Desde que começou sua nova política de preços, estatal já anunciou 5 cortes e 2 aumentos. Empresa sinaliza que revisões de preços podem ser mais frequentes.
A Petrobras anunciou nesta quinta-feira (25) que decidiu reduzir o preço médio nas refinarias em 5,4% para a gasolina e em 3,5% para o diesel.
“A decisão foi guiada predominantemente por um aumento significativo nas importações no último mês, o que obrigou ajustes de competitividade da Petrobras no mercado interno”, informou a estatal em comunicado.
“Se o ajuste feito hoje for integralmente repassado e não houver alterações nas demais parcelas que compõem o preço ao consumidor final, o diesel pode reduzir 2,2%, ou cerca de R$ 0,07 por litro, em média, e a gasolina, 2,4% ou R$ 0,09 por litro, em média”, projeta a Petrobras.
Em abril, a petroleira tinha elevado o preço da gasolina em 2,2%, na média, e do diesel em 4,3% nas refinarias, citando a elevação dos preços dos derivados nos mercados internacionais.
Justificativas
Segundo a Petrobras, a importação de gasolina por terceiros para o mercado interno aumentou de 240 mil metros cúbicos em fevereiro para 419 mil em abril. No diesel a importação passou de 564 mil metros cúbicos em fevereiro para 811 mil em abril. “Com isso, as refinarias da Petrobras podem chegar a um fator de utilização abaixo do último dado divulgado pela companhia em seus resultados trimestrais, que foi de 77%”, informou.
No comunicado, a companhia sinalizou ainda que os preços de combustíveis podem ser revistos com frequência ainda maior.

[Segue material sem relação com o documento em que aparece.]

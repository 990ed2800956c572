use crate::error::{Result, VectorStoreError};
use fs2::FileExt;
use std::path::{Path, PathBuf};

/// Exclusive advisory lock on `<base>.lock`, held for as long as an index is open for writing.
///
/// In-process writers are serialized by [`crate::PostIndex`]'s own lock; this one keeps a second
/// process from appending to the same file pair.
#[derive(Debug)]
pub(crate) struct WriterLock {
    file: std::fs::File,
    path: PathBuf,
}

impl Drop for WriterLock {
    fn drop(&mut self) {
        if self.file.unlock().is_ok() {
            log::debug!("Released index writer lock {}", self.path.display());
        }
    }
}

pub(crate) async fn acquire_writer_lock(path: &Path) -> Result<WriterLock> {
    let path = path.to_path_buf();
    if let Some(parent) = path.parent().filter(|p| !p.as_os_str().is_empty()) {
        tokio::fs::create_dir_all(parent).await?;
    }

    tokio::task::spawn_blocking(move || -> Result<WriterLock> {
        use std::fs::OpenOptions;

        let file = OpenOptions::new()
            .create(true)
            .read(true)
            .write(true)
            .truncate(false)
            .open(&path)?;

        if let Err(err) = file.try_lock_exclusive() {
            return Err(lock_error(path, err));
        }
        log::debug!("Acquired index writer lock {}", path.display());
        Ok(WriterLock { file, path })
    })
    .await
    .map_err(|err| VectorStoreError::Other(format!("join writer lock task: {err}")))?
}

/// Contention means another writer holds the index; any other failure is a plain I/O error.
fn lock_error(path: PathBuf, err: std::io::Error) -> VectorStoreError {
    let contended = err.kind() == std::io::ErrorKind::WouldBlock
        || err.raw_os_error() == fs2::lock_contended_error().raw_os_error();
    if contended {
        VectorStoreError::Locked(path)
    } else {
        VectorStoreError::IoError(err)
    }
}

#[cfg(test)]
mod tests {
    use super::*;
    use std::io::{Error, ErrorKind};

    #[test]
    fn only_contention_maps_to_locked() {
        let path = PathBuf::from("index.lock");
        assert!(matches!(
            lock_error(path.clone(), fs2::lock_contended_error()),
            VectorStoreError::Locked(_)
        ));
        assert!(matches!(
            lock_error(path.clone(), Error::from(ErrorKind::WouldBlock)),
            VectorStoreError::Locked(_)
        ));
        assert!(matches!(
            lock_error(path.clone(), Error::from(ErrorKind::PermissionDenied)),
            VectorStoreError::IoError(_)
        ));
        assert!(matches!(
            lock_error(path, Error::new(ErrorKind::Other, "no locks available")),
            VectorStoreError::IoError(_)
        ));
    }

    #[tokio::test]
    async fn lock_is_released_on_drop() {
        let tmp = tempfile::TempDir::new().unwrap();
        let path = tmp.path().join("index.lock");
        let first = acquire_writer_lock(&path).await.unwrap();
        assert!(matches!(
            acquire_writer_lock(&path).await,
            Err(VectorStoreError::Locked(_))
        ));
        drop(first);
        assert!(acquire_writer_lock(&path).await.is_ok());
    }
}
use thiserror::Error;

pub type Result<T> = std::result::Result<T, IngestError>;

#[derive(Error, Debug)]
pub enum IngestError {
    #[error("Vector store error: {0}")]
    VectorStoreError(#[from] postsearch_vector_store::VectorStoreError),

    #[error("Fusion error: {0}")]
    FusionError(#[from] postsearch_fusion::FusionError),

    #[error("{modality} encoder failed: {message}")]
    EncoderError {
        modality: &'static str,
        message: String,
    },

    #[error("Invalid configuration: {0}")]
    InvalidConfig(String),

    #[error("IO error: {0}")]
    IoError(#[from] std::io::Error),

    #[error("Serialization error: {0}")]
    SerializationError(#[from] serde_json::Error),

    #[error("Worker task failed: {0}")]
    WorkerError(String),
}

impl IngestError {
    pub fn encoder(modality: &'static str, message: impl Into<String>) -> Self {
        Self::EncoderError {
            modality,
            message: message.into(),
        }
    }
}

“O comitê executivo avaliou ainda que a política de preços com correções pelo menos mensais, embora um avanço significativo em relação ao sistema anterior, não tem refletido tempestivamente as volatilidades de preços de internacionais de derivados e câmbio entre as datas dos reajustes, fato agravado pelo acréscimo recente na volatilidade da taxa de câmbio. Esta constatação tem crescentemente sido parte das discussões do GEMP e pode fundamentar aumentos na frequência dos ajustes de preços”, disse.